> DESCRIPTION OF THE TASK
In the data, find the word "verlassen" and copy out every line that has it.

> MATERIAL PROVIDED
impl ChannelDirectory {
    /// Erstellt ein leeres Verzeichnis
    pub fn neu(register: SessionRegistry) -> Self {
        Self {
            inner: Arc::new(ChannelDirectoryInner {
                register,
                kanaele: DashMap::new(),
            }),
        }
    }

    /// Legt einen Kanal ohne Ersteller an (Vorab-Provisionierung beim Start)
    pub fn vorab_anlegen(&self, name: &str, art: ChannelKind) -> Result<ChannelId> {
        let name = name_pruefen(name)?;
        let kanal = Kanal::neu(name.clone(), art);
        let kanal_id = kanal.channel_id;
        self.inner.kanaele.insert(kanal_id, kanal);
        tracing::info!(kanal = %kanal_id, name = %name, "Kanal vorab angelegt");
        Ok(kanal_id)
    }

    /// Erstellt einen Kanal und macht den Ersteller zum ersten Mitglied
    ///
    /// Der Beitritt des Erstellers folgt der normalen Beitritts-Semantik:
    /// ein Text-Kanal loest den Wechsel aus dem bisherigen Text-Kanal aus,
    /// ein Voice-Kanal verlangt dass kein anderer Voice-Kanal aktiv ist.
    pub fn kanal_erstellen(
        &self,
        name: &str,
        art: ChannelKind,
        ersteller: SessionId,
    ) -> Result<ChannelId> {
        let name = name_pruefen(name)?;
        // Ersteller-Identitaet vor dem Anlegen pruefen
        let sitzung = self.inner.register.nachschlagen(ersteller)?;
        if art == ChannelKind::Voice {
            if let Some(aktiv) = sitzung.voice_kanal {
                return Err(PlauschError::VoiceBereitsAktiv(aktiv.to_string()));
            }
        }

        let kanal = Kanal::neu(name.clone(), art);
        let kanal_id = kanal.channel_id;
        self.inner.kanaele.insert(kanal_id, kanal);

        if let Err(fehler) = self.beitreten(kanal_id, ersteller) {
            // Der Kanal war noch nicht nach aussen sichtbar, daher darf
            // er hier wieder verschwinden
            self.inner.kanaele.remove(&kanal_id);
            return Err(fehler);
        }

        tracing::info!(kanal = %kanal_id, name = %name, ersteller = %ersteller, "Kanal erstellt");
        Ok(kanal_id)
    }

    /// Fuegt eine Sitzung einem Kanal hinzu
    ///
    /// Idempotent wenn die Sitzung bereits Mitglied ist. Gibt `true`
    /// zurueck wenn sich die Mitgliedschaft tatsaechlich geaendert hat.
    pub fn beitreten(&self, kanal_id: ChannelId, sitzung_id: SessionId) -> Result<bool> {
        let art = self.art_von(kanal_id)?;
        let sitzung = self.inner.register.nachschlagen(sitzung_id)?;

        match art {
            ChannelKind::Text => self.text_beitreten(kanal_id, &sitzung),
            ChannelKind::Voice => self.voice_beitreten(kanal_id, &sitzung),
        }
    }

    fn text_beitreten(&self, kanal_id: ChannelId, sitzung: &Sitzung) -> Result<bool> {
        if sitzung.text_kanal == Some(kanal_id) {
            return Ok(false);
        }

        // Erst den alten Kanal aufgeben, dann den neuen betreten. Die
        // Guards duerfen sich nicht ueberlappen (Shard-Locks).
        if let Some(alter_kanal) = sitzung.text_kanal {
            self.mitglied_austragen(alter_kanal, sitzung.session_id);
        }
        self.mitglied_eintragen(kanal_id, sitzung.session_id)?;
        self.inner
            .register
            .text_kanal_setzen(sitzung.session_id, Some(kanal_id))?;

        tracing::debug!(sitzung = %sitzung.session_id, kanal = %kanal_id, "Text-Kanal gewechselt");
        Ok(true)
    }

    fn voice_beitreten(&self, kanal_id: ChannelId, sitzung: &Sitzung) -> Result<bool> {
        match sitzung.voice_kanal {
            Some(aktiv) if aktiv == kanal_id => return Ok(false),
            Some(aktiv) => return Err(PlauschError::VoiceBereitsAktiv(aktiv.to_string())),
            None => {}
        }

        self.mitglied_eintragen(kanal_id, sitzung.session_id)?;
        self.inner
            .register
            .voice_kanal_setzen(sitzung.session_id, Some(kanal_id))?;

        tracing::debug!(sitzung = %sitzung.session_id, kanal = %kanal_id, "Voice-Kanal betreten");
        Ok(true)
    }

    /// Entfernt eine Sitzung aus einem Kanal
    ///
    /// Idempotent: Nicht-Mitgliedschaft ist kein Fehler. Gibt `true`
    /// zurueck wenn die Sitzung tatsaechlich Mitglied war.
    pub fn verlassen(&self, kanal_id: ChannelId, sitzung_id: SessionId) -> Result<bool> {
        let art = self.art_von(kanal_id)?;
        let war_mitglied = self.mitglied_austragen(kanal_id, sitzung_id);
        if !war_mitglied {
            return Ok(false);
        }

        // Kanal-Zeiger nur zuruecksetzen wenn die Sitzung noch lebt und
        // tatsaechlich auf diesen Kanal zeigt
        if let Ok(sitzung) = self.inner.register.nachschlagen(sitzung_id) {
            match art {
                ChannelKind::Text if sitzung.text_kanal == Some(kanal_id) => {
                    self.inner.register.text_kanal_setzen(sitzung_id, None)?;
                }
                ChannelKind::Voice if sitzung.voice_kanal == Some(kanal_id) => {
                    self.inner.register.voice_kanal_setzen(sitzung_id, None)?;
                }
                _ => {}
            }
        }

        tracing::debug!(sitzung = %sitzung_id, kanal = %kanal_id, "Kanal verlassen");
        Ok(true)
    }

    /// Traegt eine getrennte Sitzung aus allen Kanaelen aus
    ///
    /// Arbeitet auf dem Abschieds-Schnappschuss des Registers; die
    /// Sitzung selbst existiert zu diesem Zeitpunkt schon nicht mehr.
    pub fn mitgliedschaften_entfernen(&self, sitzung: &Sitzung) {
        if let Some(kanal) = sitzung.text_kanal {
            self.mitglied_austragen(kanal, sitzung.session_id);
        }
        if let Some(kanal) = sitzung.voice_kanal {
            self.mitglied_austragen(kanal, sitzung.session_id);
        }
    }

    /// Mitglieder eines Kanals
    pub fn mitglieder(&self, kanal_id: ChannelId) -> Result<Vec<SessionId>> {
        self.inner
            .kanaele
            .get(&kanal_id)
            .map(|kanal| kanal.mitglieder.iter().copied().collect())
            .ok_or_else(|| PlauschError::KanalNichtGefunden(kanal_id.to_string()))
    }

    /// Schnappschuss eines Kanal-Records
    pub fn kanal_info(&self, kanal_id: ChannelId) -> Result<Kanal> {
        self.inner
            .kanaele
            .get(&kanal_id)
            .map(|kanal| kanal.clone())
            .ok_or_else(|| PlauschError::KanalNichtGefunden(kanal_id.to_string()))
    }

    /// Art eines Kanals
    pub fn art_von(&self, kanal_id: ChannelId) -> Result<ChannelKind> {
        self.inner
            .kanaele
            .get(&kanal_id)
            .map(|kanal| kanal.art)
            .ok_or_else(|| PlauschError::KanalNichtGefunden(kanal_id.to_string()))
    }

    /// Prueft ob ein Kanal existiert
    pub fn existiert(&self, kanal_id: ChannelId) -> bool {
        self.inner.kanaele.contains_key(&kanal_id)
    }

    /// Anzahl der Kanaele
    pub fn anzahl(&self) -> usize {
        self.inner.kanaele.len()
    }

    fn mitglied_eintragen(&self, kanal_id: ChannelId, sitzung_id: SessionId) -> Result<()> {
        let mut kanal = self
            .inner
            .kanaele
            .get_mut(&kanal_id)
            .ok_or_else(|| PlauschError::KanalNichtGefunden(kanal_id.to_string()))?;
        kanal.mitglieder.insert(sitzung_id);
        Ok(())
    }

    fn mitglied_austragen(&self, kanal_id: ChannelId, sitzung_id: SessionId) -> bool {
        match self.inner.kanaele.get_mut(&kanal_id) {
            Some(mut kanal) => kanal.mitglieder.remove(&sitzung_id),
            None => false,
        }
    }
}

> SOLUTION TO THIS TASK
    pub fn verlassen(&self, kanal_id: ChannelId, sitzung_id: SessionId) -> Result<bool> {
        tracing::debug!(sitzung = %sitzung_id, kanal = %kanal_id, "Kanal verlassen");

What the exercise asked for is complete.